* **Supplied information**

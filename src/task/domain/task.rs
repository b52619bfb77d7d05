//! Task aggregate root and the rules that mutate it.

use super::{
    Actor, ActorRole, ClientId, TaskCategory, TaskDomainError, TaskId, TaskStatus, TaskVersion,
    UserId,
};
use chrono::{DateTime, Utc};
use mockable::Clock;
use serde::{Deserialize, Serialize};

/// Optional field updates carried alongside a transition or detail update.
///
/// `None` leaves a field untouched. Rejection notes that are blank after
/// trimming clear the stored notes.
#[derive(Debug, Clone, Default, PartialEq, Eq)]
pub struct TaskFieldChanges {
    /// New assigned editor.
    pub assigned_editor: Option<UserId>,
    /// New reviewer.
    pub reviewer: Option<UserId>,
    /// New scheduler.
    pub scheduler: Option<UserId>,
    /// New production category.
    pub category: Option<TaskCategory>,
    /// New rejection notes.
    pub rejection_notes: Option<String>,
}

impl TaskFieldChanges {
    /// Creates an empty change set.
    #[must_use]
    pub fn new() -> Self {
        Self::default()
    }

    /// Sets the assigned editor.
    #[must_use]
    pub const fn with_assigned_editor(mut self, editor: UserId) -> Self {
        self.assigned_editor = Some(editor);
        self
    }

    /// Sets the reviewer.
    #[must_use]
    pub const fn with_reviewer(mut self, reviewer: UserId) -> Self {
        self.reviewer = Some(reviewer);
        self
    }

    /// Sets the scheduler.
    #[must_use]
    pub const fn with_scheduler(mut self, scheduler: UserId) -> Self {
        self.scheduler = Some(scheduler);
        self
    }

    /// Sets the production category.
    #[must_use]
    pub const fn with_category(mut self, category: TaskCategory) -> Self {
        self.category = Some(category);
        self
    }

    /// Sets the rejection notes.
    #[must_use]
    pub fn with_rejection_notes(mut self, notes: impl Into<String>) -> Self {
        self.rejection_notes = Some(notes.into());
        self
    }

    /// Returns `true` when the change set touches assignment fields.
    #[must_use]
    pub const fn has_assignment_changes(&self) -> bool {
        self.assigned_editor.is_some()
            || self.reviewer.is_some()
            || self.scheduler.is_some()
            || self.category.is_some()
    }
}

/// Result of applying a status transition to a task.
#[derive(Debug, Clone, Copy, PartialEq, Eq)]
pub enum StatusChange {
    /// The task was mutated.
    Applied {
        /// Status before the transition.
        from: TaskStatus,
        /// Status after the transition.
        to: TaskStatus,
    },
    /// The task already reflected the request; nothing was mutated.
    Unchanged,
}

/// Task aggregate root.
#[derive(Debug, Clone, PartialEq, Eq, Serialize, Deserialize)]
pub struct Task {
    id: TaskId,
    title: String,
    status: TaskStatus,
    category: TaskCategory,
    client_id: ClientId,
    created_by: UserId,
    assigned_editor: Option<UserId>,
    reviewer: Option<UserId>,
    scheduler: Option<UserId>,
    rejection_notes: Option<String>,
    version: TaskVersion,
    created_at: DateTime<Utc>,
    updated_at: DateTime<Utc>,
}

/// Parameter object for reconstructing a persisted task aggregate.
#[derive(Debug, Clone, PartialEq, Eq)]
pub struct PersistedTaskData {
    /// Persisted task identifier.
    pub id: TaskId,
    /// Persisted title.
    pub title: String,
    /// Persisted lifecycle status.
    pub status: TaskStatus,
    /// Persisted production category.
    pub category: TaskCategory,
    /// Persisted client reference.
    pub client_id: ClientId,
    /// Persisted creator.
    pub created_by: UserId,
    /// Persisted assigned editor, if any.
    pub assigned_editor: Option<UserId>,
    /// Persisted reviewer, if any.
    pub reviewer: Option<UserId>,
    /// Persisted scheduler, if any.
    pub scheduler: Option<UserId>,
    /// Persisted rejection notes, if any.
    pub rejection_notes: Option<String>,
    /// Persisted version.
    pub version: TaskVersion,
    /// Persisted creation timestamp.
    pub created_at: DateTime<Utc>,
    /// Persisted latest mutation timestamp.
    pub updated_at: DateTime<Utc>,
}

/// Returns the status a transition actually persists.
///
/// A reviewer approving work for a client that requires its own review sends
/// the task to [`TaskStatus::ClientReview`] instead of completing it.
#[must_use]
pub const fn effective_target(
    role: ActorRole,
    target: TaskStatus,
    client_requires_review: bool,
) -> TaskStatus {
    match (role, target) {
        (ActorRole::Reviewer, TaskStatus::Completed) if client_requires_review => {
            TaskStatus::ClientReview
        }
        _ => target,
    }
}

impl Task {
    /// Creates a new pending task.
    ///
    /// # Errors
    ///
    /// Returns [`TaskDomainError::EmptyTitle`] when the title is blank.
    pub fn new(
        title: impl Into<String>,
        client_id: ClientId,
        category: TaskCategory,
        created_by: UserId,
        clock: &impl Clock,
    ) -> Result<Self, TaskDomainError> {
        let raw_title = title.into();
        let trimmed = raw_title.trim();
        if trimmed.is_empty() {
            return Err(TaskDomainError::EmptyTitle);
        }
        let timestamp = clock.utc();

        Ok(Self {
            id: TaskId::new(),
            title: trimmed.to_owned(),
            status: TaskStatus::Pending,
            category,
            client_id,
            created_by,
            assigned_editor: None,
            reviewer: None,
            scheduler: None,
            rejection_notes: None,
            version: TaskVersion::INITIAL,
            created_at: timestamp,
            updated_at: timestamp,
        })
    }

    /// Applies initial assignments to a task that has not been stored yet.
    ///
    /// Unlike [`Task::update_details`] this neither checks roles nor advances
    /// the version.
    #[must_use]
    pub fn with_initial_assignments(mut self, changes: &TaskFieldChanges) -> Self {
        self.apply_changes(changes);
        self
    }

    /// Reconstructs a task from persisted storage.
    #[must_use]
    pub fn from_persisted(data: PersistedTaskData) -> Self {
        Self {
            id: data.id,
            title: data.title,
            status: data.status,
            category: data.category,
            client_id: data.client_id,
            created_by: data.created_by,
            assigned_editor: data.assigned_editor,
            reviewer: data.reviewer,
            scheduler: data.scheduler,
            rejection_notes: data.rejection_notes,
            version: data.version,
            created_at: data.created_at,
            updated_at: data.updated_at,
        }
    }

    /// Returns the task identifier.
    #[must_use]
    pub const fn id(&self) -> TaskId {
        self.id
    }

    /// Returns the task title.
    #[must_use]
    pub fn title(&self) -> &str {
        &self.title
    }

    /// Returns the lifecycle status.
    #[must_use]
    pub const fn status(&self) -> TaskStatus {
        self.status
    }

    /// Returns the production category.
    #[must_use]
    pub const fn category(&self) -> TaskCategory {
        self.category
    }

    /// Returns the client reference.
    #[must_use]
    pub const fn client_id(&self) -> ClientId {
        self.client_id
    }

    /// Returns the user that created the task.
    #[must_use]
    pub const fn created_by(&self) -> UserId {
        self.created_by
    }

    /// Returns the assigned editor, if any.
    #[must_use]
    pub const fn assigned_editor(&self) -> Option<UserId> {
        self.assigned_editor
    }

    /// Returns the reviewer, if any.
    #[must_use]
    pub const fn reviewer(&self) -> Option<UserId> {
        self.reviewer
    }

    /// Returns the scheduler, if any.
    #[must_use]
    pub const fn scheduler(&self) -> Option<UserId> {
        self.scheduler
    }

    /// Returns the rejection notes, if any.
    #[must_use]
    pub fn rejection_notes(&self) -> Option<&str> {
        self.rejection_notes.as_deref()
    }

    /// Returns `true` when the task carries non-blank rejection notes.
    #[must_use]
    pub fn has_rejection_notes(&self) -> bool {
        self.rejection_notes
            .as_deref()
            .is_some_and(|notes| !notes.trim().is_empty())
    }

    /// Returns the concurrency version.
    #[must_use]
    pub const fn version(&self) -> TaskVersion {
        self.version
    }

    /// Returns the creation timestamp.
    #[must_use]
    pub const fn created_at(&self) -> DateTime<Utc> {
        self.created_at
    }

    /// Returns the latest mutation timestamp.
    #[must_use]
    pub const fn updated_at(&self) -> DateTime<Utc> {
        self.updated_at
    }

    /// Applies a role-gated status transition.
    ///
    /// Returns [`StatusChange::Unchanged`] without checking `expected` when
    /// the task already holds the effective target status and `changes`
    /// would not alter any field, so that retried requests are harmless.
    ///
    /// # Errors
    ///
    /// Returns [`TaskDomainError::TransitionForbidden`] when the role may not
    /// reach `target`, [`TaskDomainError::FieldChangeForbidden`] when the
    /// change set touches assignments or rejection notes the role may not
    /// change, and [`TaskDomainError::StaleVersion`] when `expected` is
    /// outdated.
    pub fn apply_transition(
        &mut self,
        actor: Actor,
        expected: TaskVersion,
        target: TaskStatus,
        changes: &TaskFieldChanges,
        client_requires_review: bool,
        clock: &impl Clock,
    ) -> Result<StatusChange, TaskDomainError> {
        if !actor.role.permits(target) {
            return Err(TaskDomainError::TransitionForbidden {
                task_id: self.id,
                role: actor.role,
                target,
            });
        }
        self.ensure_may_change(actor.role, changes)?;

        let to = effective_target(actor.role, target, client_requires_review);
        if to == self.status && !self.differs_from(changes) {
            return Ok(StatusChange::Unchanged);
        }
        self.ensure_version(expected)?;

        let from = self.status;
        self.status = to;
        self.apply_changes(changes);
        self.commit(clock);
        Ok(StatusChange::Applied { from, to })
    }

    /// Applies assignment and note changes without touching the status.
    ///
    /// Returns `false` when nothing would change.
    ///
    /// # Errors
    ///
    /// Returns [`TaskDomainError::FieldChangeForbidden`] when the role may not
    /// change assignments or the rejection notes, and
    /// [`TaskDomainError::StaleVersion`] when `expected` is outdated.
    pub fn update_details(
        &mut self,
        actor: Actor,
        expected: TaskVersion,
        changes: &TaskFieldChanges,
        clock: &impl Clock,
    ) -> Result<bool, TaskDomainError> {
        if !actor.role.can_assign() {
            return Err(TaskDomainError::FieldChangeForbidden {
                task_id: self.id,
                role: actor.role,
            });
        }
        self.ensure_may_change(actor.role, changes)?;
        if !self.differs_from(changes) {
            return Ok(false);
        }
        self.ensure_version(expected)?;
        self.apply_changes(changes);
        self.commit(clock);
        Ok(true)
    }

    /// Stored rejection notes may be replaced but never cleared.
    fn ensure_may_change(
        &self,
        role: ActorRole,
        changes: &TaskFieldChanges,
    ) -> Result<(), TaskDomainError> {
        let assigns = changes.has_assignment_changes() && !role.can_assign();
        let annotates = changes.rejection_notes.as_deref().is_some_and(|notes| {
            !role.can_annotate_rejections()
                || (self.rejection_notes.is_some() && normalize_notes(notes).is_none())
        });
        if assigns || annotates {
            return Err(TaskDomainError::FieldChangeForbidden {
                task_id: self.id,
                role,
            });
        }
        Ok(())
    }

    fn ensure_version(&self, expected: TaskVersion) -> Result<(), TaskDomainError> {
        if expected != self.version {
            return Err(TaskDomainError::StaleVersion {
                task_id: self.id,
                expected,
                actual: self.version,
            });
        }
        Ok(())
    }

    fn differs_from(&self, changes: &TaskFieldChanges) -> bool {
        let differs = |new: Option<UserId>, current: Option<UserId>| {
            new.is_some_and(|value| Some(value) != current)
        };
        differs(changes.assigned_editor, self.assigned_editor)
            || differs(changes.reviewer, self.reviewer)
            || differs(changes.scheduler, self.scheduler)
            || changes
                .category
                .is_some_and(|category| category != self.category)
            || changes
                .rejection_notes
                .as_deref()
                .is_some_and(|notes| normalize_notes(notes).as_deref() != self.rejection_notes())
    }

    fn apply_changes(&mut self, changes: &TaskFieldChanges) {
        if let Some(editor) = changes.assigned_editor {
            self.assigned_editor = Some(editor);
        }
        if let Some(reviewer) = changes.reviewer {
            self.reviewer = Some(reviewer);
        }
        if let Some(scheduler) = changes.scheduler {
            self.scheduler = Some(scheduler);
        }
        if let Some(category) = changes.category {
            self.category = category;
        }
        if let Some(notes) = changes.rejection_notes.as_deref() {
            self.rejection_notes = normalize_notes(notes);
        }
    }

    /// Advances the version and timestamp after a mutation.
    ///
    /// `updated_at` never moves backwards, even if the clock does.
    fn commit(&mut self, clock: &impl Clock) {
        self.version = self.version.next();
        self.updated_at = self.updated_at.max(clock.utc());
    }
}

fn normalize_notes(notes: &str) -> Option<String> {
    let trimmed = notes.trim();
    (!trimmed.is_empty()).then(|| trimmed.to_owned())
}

---

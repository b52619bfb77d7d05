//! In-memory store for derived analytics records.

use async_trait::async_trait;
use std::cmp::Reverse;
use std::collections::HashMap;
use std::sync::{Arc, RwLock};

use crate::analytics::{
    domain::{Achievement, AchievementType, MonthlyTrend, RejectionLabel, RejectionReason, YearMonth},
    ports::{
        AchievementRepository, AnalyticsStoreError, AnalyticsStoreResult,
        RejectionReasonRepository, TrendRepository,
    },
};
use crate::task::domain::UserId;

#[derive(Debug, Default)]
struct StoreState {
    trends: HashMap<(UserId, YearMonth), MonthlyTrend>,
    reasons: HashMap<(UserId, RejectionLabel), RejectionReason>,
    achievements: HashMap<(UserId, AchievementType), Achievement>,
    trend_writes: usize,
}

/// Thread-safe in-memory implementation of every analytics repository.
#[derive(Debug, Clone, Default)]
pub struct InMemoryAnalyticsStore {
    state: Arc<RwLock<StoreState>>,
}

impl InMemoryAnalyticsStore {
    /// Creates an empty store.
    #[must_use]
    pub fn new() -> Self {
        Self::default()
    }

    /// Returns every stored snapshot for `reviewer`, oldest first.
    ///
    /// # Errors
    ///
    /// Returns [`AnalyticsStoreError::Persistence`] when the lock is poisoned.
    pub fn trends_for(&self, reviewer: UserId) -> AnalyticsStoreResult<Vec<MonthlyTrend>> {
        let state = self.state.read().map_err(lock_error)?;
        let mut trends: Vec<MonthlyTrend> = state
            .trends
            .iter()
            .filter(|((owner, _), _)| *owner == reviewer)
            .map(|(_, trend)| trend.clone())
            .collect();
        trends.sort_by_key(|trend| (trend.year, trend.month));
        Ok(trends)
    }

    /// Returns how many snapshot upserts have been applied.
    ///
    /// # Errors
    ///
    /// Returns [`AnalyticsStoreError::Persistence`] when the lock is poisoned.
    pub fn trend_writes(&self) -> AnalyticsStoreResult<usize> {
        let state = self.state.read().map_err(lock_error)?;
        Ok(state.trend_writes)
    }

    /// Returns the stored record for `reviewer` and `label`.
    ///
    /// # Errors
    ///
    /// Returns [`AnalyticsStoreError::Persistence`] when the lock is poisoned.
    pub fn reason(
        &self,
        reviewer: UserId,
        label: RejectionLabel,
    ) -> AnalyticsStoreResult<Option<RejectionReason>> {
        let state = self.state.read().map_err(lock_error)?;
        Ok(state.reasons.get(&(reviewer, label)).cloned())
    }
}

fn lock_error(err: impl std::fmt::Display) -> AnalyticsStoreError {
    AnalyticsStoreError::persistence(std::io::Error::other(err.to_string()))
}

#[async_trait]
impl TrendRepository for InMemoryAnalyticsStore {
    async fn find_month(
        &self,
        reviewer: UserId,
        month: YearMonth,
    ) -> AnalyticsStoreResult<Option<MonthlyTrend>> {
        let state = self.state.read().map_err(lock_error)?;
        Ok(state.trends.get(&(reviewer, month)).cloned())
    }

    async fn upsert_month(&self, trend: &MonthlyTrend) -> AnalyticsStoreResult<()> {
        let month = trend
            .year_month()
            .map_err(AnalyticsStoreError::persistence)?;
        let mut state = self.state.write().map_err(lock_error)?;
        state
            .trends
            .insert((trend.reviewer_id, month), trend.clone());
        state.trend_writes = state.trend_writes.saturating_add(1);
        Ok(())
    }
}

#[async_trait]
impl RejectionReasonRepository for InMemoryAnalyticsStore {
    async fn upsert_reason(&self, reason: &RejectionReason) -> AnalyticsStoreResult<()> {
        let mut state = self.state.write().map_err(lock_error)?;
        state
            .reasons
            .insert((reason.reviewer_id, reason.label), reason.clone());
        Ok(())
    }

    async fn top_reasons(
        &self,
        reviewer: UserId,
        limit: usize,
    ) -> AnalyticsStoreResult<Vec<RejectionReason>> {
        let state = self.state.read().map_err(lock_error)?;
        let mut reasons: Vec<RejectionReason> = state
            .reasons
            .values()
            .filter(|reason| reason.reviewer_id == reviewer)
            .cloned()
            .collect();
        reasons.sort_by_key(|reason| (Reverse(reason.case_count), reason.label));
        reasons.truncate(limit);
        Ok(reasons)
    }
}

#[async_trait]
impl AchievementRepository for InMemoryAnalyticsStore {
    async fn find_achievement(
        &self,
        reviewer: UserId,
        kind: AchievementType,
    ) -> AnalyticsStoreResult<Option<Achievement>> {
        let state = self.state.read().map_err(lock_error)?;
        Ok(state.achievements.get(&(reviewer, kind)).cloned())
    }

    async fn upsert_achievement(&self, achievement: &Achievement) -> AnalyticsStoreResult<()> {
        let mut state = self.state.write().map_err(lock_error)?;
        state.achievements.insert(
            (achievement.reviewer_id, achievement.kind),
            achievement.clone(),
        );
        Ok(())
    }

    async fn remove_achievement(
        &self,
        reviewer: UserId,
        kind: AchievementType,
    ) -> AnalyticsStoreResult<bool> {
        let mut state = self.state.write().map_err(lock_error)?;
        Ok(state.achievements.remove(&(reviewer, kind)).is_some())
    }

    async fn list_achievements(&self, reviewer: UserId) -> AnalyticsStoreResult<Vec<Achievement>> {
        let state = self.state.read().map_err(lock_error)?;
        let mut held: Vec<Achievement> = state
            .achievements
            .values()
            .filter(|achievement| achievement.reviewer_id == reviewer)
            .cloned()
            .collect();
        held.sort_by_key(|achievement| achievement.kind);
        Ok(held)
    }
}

* * *

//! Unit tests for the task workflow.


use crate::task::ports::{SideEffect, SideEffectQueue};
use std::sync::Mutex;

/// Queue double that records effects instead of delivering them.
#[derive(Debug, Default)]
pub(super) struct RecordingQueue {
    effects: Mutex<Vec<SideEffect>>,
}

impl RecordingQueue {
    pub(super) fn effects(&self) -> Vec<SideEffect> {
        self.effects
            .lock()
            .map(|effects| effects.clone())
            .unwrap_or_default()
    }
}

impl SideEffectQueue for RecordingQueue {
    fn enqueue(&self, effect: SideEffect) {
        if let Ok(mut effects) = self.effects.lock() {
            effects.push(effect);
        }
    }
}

* **Work task**
Find the count of lines in the data above where the word "TaskVersion" occurs, and write down only that count.

* **Task result**
8